**What is needed:** Go through the entries below from the first line and output each one exactly, up to and including the line with "server's verifier accepts.".

===== Material shown =====

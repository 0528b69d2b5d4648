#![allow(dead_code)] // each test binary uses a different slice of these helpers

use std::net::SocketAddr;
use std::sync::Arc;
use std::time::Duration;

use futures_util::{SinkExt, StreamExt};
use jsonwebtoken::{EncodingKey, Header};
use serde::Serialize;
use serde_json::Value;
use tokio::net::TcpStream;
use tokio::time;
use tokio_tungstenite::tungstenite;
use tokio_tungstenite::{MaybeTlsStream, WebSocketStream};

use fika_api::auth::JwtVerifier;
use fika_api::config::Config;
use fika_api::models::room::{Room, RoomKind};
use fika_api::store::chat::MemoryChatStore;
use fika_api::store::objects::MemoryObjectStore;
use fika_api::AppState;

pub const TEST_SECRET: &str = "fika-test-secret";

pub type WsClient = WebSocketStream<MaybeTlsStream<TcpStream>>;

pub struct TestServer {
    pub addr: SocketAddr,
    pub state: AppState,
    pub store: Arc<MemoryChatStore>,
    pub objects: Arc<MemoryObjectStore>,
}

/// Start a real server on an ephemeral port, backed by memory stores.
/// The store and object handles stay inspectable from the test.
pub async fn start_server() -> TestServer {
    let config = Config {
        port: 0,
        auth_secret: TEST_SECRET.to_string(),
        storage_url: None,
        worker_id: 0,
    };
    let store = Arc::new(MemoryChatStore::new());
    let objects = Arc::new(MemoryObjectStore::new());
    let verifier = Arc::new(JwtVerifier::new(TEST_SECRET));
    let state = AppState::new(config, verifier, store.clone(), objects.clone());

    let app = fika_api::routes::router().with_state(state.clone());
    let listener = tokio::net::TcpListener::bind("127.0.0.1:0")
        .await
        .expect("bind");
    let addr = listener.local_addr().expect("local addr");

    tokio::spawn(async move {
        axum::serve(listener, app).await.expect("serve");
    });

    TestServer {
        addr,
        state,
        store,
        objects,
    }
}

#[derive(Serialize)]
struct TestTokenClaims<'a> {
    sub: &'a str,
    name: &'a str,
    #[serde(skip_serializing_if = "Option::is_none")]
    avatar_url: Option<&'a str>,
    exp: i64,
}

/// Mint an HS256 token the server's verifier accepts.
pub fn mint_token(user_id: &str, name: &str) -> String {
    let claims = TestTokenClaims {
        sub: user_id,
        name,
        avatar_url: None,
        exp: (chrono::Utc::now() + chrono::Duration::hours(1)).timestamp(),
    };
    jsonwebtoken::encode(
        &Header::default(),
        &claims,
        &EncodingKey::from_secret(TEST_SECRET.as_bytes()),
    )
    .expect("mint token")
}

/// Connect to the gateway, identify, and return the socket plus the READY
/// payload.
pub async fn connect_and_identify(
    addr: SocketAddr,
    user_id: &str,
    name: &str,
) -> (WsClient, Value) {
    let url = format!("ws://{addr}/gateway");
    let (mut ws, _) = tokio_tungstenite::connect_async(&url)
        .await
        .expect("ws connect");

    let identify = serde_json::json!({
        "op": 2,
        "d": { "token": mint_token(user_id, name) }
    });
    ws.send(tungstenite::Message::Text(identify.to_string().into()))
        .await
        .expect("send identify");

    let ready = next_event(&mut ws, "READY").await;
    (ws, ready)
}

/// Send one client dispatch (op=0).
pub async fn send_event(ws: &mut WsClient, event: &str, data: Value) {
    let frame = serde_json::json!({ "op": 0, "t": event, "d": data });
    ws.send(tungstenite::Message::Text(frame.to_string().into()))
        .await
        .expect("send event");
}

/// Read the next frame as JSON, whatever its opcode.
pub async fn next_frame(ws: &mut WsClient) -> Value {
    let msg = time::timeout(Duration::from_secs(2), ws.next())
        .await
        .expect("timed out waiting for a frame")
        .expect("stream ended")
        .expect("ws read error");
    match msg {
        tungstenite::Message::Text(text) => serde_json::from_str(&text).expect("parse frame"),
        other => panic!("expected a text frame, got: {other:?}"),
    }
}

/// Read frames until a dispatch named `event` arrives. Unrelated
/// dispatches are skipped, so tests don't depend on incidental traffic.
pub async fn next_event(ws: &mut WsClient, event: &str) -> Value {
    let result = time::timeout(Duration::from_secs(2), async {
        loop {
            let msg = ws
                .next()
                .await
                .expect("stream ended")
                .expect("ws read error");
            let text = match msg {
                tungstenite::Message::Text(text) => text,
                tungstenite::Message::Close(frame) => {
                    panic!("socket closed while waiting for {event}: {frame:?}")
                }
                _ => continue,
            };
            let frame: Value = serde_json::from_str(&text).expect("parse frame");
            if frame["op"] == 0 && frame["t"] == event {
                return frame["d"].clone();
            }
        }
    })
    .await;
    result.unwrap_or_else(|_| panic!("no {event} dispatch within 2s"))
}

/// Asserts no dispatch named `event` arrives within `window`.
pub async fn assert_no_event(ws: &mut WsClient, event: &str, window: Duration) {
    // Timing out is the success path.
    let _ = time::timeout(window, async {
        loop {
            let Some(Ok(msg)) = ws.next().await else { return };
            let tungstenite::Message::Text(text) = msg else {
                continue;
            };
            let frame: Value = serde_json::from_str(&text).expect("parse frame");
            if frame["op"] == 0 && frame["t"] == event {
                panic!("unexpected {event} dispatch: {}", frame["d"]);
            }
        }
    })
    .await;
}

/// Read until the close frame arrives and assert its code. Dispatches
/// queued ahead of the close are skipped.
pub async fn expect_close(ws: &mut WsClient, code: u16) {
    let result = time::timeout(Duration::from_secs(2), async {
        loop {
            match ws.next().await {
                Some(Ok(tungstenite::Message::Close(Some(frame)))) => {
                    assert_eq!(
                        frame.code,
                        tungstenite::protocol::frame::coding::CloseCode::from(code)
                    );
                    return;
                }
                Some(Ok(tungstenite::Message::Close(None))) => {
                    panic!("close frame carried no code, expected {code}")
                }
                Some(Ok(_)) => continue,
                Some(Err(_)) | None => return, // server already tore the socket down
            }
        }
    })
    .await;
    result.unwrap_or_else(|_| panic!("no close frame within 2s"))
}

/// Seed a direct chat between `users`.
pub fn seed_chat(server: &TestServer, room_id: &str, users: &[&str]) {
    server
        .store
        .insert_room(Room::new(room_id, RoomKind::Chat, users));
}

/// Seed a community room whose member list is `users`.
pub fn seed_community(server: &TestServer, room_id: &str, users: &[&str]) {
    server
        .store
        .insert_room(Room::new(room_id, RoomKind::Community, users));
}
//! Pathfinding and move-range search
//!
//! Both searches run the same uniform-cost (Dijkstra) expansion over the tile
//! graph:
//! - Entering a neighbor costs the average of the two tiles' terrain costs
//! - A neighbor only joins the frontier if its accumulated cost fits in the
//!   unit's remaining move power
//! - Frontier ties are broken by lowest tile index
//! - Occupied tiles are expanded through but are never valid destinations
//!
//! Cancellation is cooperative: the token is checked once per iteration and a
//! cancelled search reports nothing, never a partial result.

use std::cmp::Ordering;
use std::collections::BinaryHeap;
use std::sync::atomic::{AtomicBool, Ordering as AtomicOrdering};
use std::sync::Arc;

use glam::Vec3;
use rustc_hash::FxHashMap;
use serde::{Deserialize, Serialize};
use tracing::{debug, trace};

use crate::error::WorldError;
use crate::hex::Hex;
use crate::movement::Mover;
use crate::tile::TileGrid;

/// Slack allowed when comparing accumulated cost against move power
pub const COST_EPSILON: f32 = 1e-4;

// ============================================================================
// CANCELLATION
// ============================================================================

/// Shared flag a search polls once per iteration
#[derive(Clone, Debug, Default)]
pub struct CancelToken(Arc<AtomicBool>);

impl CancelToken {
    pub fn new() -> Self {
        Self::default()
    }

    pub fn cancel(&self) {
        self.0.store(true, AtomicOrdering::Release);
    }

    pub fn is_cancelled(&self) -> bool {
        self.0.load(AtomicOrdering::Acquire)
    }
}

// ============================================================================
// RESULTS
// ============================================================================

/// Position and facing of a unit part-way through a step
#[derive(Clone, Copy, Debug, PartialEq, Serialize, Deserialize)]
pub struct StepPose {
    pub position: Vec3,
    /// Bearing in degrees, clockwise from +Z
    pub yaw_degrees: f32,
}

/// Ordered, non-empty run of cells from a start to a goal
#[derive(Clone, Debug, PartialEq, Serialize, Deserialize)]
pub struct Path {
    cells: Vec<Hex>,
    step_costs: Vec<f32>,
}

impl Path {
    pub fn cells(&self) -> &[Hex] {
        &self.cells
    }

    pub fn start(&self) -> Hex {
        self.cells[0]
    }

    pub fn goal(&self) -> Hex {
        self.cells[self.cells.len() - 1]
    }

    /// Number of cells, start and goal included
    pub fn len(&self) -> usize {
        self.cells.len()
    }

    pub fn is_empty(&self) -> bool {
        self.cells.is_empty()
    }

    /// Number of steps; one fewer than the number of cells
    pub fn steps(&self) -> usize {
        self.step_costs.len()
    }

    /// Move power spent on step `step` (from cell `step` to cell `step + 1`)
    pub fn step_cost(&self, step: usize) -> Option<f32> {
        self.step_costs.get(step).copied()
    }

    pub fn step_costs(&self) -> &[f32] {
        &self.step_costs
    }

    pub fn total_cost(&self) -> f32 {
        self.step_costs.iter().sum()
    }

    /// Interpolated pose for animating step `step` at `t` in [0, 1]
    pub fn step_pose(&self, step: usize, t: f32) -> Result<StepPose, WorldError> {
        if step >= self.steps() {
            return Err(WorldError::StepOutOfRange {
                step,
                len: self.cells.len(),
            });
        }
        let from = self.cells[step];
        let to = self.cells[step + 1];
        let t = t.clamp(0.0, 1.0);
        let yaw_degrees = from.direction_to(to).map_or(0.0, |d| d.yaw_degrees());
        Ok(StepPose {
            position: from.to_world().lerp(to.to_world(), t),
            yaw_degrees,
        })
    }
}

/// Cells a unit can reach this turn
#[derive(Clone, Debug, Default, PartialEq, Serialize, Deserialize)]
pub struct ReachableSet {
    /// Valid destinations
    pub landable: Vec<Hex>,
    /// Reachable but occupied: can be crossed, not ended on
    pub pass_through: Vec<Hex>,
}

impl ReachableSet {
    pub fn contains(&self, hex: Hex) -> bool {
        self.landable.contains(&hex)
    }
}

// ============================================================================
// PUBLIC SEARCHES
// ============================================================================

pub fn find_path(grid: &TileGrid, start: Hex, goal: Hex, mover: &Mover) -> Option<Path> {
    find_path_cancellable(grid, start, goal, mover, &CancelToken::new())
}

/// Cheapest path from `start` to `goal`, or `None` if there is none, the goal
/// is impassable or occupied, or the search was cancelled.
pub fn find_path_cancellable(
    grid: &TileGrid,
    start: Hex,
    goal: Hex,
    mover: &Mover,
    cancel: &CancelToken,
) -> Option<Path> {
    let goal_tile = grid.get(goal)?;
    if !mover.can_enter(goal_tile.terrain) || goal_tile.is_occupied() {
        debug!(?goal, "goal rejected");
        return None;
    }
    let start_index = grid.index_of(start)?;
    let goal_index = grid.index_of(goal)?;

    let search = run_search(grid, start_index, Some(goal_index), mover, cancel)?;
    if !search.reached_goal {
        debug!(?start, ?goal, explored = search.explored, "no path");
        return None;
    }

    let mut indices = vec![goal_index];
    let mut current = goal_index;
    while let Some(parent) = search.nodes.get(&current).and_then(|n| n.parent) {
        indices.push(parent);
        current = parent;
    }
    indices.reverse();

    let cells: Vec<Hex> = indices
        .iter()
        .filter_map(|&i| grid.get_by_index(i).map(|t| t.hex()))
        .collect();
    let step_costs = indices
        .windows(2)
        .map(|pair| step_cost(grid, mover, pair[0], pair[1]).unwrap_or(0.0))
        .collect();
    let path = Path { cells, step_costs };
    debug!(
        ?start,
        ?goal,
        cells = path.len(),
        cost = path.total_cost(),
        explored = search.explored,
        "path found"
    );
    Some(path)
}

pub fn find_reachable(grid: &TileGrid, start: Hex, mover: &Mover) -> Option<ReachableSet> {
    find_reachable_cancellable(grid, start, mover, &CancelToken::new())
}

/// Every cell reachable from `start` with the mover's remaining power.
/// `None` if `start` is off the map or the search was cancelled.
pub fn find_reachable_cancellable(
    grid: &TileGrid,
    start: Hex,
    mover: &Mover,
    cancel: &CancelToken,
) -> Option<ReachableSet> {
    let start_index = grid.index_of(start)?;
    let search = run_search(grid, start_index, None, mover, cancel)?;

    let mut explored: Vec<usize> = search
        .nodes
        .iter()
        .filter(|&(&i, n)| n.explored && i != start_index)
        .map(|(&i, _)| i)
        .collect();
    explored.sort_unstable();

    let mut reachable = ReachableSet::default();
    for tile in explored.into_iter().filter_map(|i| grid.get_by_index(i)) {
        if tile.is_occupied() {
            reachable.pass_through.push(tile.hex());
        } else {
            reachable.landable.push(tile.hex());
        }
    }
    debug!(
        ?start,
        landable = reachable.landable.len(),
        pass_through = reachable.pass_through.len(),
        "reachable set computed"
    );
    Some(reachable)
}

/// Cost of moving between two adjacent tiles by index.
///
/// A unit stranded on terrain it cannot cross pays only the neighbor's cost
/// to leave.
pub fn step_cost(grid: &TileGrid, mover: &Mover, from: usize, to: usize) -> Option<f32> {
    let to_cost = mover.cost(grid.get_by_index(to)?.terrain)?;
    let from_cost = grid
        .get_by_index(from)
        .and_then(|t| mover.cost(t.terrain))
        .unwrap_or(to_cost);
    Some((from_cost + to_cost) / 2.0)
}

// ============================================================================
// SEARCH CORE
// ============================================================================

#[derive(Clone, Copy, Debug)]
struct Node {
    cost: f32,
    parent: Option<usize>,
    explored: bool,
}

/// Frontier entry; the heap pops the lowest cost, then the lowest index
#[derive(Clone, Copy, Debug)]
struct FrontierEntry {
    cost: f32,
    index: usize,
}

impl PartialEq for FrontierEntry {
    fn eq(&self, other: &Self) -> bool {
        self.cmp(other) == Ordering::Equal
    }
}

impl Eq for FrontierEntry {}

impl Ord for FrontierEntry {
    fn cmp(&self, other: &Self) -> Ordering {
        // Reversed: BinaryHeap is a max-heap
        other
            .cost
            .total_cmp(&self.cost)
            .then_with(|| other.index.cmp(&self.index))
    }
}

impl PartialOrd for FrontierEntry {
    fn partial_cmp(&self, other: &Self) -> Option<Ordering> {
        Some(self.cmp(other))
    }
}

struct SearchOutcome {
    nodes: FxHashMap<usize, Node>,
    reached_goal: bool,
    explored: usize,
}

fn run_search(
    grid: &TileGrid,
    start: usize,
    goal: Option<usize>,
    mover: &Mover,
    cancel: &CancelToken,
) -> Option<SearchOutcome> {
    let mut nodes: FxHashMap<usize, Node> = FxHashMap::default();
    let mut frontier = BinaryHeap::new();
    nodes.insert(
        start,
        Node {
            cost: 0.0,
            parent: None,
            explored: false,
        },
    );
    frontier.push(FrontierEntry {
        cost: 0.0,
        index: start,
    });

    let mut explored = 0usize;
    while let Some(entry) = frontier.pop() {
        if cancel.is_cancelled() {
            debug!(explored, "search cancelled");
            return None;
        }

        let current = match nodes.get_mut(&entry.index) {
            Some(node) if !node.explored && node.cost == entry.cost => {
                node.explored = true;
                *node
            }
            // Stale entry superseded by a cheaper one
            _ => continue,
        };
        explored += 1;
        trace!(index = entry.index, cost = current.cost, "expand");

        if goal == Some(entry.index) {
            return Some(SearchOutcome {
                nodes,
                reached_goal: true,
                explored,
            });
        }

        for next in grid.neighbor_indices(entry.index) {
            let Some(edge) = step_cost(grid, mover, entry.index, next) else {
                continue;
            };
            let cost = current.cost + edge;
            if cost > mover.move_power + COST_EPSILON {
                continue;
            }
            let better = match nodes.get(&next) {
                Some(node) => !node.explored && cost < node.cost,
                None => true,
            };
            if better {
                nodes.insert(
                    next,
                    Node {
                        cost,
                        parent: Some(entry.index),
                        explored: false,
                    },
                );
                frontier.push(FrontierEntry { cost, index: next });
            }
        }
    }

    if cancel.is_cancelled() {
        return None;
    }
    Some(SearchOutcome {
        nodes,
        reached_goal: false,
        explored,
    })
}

=====

**Answer to the problem:**
repository 0528b69d2b5d4648
#![allow(dead_code)] // each test binary uses a different slice of these helpers

use std::net::SocketAddr;
use std::sync::Arc;
use std::time::Duration;

use futures_util::{SinkExt, StreamExt};
use jsonwebtoken::{EncodingKey, Header};
use serde::Serialize;
use serde_json::Value;
use tokio::net::TcpStream;
use tokio::time;
use tokio_tungstenite::tungstenite;
use tokio_tungstenite::{MaybeTlsStream, WebSocketStream};

use fika_api::auth::JwtVerifier;
use fika_api::config::Config;
use fika_api::models::room::{Room, RoomKind};
use fika_api::store::chat::MemoryChatStore;
use fika_api::store::objects::MemoryObjectStore;
use fika_api::AppState;

pub const TEST_SECRET: &str = "fika-test-secret";

pub type WsClient = WebSocketStream<MaybeTlsStream<TcpStream>>;

pub struct TestServer {
    pub addr: SocketAddr,
    pub state: AppState,
    pub store: Arc<MemoryChatStore>,
    pub objects: Arc<MemoryObjectStore>,
}

/// Start a real server on an ephemeral port, backed by memory stores.
/// The store and object handles stay inspectable from the test.
pub async fn start_server() -> TestServer {
    let config = Config {
        port: 0,
        auth_secret: TEST_SECRET.to_string(),
        storage_url: None,
        worker_id: 0,
    };
    let store = Arc::new(MemoryChatStore::new());
    let objects = Arc::new(MemoryObjectStore::new());
    let verifier = Arc::new(JwtVerifier::new(TEST_SECRET));
    let state = AppState::new(config, verifier, store.clone(), objects.clone());

    let app = fika_api::routes::router().with_state(state.clone());
    let listener = tokio::net::TcpListener::bind("127.0.0.1:0")
        .await
        .expect("bind");
    let addr = listener.local_addr().expect("local addr");

    tokio::spawn(async move {
        axum::serve(listener, app).await.expect("serve");
    });

    TestServer {
        addr,
        state,
        store,
        objects,
    }
}

#[derive(Serialize)]
struct TestTokenClaims<'a> {
    sub: &'a str,
    name: &'a str,
    #[serde(skip_serializing_if = "Option::is_none")]
    avatar_url: Option<&'a str>,
    exp: i64,
}

/// Mint an HS256 token the server's verifier accepts.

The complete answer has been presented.